WHAT IS NEEDED
In the listing below, find every line containing "Debug" and copy it out.
─── EXTRACTED MATERIAL ───
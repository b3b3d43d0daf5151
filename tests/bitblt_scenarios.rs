// Fixed BitBlt scenarios and the full combination-rule truth table

use bitblt::graphics::{
    halftone, to_ascii, BitBlt, BitBltError, Bitmap, CombinationRule, Extent, Point, Rect,
};
use rstest::rstest;

fn filled(width: u32, height: u32) -> Bitmap<Vec<u8>> {
    let mut bitmap = Bitmap::zeroed(width, height).unwrap();
    bitmap.fill(true);
    bitmap
}

fn pattern(width: u32, height: u32) -> Bitmap<Vec<u8>> {
    let mut bitmap = Bitmap::zeroed(width, height).unwrap();
    for y in 0..height {
        for x in 0..width {
            bitmap.set(x, y, (x * 3 + y * 5) % 7 < 3).unwrap();
        }
    }
    bitmap
}

#[test]
fn store_square_into_middle() {
    let mut dest = Bitmap::zeroed(16, 16).unwrap();
    let source = filled(8, 8);

    let touched = BitBlt::new(&mut dest)
        .with_source(&source)
        .with_rule(CombinationRule::STORE)
        .with_dest_origin(Point::new(4, 4))
        .with_extent(Extent::new(8, 8))
        .with_clip(Rect::from_xywh(0, 0, 16, 16))
        .copy_bits()
        .unwrap();

    assert_eq!(touched, Some(Rect::from_xywh(4, 4, 8, 8)));
    for y in 0..16 {
        for x in 0..16 {
            let inside = (4..12).contains(&x) && (4..12).contains(&y);
            assert_eq!(dest.test(x, y).unwrap(), inside, "({}, {})", x, y);
        }
    }
    for y in 4..12 {
        assert_eq!(dest.word_at(y).unwrap(), 0x0FF0);
    }

    insta::assert_snapshot!(to_ascii(&dest), @r"
    ................
    ................
    ................
    ................
    ....########....
    ....########....
    ....########....
    ....########....
    ....########....
    ....########....
    ....########....
    ....########....
    ................
    ................
    ................
    ................
    ");
}

#[test]
fn xor_twice_restores_destination() {
    let mut dest = Bitmap::zeroed(16, 16).unwrap();
    let source = filled(8, 8);

    for _ in 0..2 {
        BitBlt::new(&mut dest)
            .with_source(&source)
            .with_rule(CombinationRule::XOR)
            .with_dest_origin(Point::new(4, 4))
            .with_extent(Extent::new(8, 8))
            .copy_bits()
            .unwrap();
    }
    assert_eq!(dest, Bitmap::zeroed(16, 16).unwrap());
}

#[rstest]
#[case::down_right(Point::new(0, 0), Point::new(2, 2))]
#[case::up_left(Point::new(2, 2), Point::new(0, 0))]
#[case::same_row_right(Point::new(1, 3), Point::new(6, 3))]
#[case::same_row_left(Point::new(9, 5), Point::new(2, 5))]
#[case::down_left(Point::new(7, 1), Point::new(3, 4))]
fn in_place_copy_matches_separate_copy(#[case] from: Point, #[case] to: Point) {
    let original = pattern(16, 16);

    let mut separate = original.clone();
    BitBlt::new(&mut separate)
        .with_source(&original)
        .with_source_origin(from)
        .with_dest_origin(to)
        .with_extent(Extent::new(4, 4))
        .copy_bits()
        .unwrap();

    let mut aliased = original.clone();
    BitBlt::new(&mut aliased)
        .with_source_from_destination()
        .with_source_origin(from)
        .with_dest_origin(to)
        .with_extent(Extent::new(4, 4))
        .copy_bits()
        .unwrap();

    assert_eq!(aliased, separate, "\n{}\n\n{}", to_ascii(&aliased), to_ascii(&separate));
}

#[test]
fn wide_unaligned_in_place_shift() {
    let original = pattern(100, 12);
    let mut separate = original.clone();
    let mut aliased = original.clone();

    BitBlt::new(&mut separate)
        .with_source(&original)
        .with_source_origin(Point::new(3, 2))
        .with_dest_origin(Point::new(21, 2))
        .with_extent(Extent::new(70, 8))
        .copy_bits()
        .unwrap();
    BitBlt::new(&mut aliased)
        .with_source_from_destination()
        .with_source_origin(Point::new(3, 2))
        .with_dest_origin(Point::new(21, 2))
        .with_extent(Extent::new(70, 8))
        .copy_bits()
        .unwrap();

    assert_eq!(aliased, separate);
}

#[rstest]
#[case(CombinationRule::ERASE, "0000")]
#[case(CombinationRule::AND, "0001")]
#[case(CombinationRule::AND_INVERTED_DEST, "0010")]
#[case(CombinationRule::STORE, "0011")]
#[case(CombinationRule::ERASE_SOURCE, "0100")]
#[case(CombinationRule::NO_OP, "0101")]
#[case(CombinationRule::XOR, "0110")]
#[case(CombinationRule::OR, "0111")]
#[case(CombinationRule::NOR, "1000")]
#[case(CombinationRule::XNOR, "1001")]
#[case(CombinationRule::INVERT_DEST, "1010")]
#[case(CombinationRule::OR_INVERTED_DEST, "1011")]
#[case(CombinationRule::INVERT_SOURCE, "1100")]
#[case(CombinationRule::OR_INVERTED_SOURCE, "1101")]
#[case(CombinationRule::NAND, "1110")]
#[case(CombinationRule::FILL, "1111")]
fn rule_truth_table(#[case] rule: CombinationRule, #[case] expected: &str) {
    // outputs for (source, dest) = (0,0) (0,1) (1,0) (1,1)
    let inputs = [(false, false), (false, true), (true, false), (true, true)];

    let mut source = Bitmap::zeroed(4, 1).unwrap();
    let mut dest = Bitmap::zeroed(4, 1).unwrap();
    for (x, (s, d)) in inputs.iter().enumerate() {
        source.set(x as u32, 0, *s).unwrap();
        dest.set(x as u32, 0, *d).unwrap();
    }

    BitBlt::new(&mut dest)
        .with_source(&source)
        .with_rule(rule)
        .copy_bits()
        .unwrap();

    let actual: String = (0..4)
        .map(|x| if dest.test(x, 0).unwrap() { '1' } else { '0' })
        .collect();
    assert_eq!(actual, expected, "rule {}", rule);
}

#[rstest]
#[case(-1)]
#[case(16)]
#[case(255)]
fn out_of_range_rule_codes_are_rejected(#[case] code: i32) {
    assert_eq!(
        CombinationRule::new(code),
        Err(BitBltError::InvalidRule(code))
    );
}

#[test]
fn clip_rectangle_limits_writes() {
    let mut dest = Bitmap::zeroed(32, 8).unwrap();
    let touched = BitBlt::new(&mut dest)
        .with_rule(CombinationRule::FILL)
        .with_dest_origin(Point::new(-5, -5))
        .with_extent(Extent::new(100, 100))
        .with_clip(Rect::from_xywh(3, 2, 20, 3))
        .copy_bits()
        .unwrap();

    assert_eq!(touched, Some(Rect::from_xywh(3, 2, 20, 3)));
    for y in 0..8 {
        for x in 0..32 {
            let inside = (3..23).contains(&x) && (2..5).contains(&y);
            assert_eq!(dest.test(x, y).unwrap(), inside);
        }
    }
}

#[rstest]
#[case::zero_width(Point::new(0, 0), Extent::new(0, 5))]
#[case::negative_height(Point::new(0, 0), Extent::new(4, -3))]
#[case::off_right(Point::new(40, 0), Extent::new(4, 4))]
#[case::off_top(Point::new(0, -10), Extent::new(4, 4))]
fn empty_requests_leave_destination_alone(#[case] origin: Point, #[case] extent: Extent) {
    let before = pattern(32, 8);
    let mut dest = before.clone();
    let touched = BitBlt::new(&mut dest)
        .with_rule(CombinationRule::FILL)
        .with_dest_origin(origin)
        .with_extent(extent)
        .copy_bits()
        .unwrap();
    assert_eq!(touched, None);
    assert_eq!(dest, before);
}

#[test]
fn halftone_fill_follows_destination_rows() {
    let mut dest = Bitmap::zeroed(20, 4).unwrap();
    let gray = Bitmap::halftone(&halftone::GRAY).unwrap();
    BitBlt::new(&mut dest)
        .with_halftone(&gray)
        .with_dest_origin(Point::new(0, 1))
        .with_extent(Extent::new(20, 2))
        .copy_bits()
        .unwrap();

    insta::assert_snapshot!(to_ascii(&dest), @r"
    ....................
    .#.#.#.#.#.#.#.#.#.#
    #.#.#.#.#.#.#.#.#.#.
    ....................
    ");
}

#[test]
fn source_and_halftone_are_anded() {
    let mut dest = Bitmap::zeroed(16, 2).unwrap();
    let source = filled(16, 2);
    let stripes = Bitmap::halftone(&[0xF0F0]).unwrap();
    BitBlt::new(&mut dest)
        .with_source(&source)
        .with_halftone(&stripes)
        .copy_bits()
        .unwrap();
    assert_eq!(dest.word_at(0).unwrap(), 0xF0F0);
    assert_eq!(dest.word_at(1).unwrap(), 0xF0F0);
}
use anyhow::{Context, Result};

use crate::demo::Scene;
use crate::graphics::Extent;

/// Largest upscale factor accepted for rendered output
pub const MAX_SCALE: u32 = 16;

/// How bitmaps are turned into grayscale images
#[derive(Debug, Clone, Copy, PartialEq, Eq)]
pub struct RenderOptions {
    /// Integer upscale factor (nearest neighbour)
    pub scale: u32,
    /// Gray level for set pixels
    pub ink: u8,
    /// Gray level for clear pixels
    pub paper: u8,
    /// Swap ink and paper
    pub invert: bool,
}

impl Default for RenderOptions {
    fn default() -> Self {
        Self {
            scale: 1,
            ink: 0,
            paper: 255,
            invert: false,
        }
    }
}

/// Demo options, filled from the command line
#[derive(Debug, Clone)]
pub struct Options {
    pub scene: Scene,
    pub size: Extent,
    pub output: Option<String>,
    pub render: RenderOptions,
}

impl Default for Options {
    fn default() -> Self {
        Self {
            scene: Scene::Checkerboard,
            size: Extent::new(128, 96),
            output: None,
            render: RenderOptions::default(),
        }
    }
}

/// Parse a size string in the format "WIDTHxHEIGHT"
pub fn parse_extent(s: &str) -> Result<Extent> {
    let parts: Vec<&str> = s.split('x').collect();
    if parts.len() != 2 {
        anyhow::bail!("Size must be in WIDTHxHEIGHT format");
    }

    let width: u16 = parts[0].parse().context("Invalid width value")?;
    let height: u16 = parts[1].parse().context("Invalid height value")?;

    if width == 0 || height == 0 {
        anyhow::bail!("Size values must be positive");
    }

    Ok(Extent::new(width as i32, height as i32))
}

/// Parse an upscale factor (1 to MAX_SCALE)
pub fn parse_scale(s: &str) -> Result<u32> {
    let scale: u32 = s.parse().context("Invalid scale value")?;
    if scale == 0 || scale > MAX_SCALE {
        anyhow::bail!("Scale out of range (1 to {})", MAX_SCALE);
    }
    Ok(scale)
}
───
ANSWER FOR THE TASK
#[derive(Debug, Clone, Copy, PartialEq, Eq)]
#[derive(Debug, Clone)]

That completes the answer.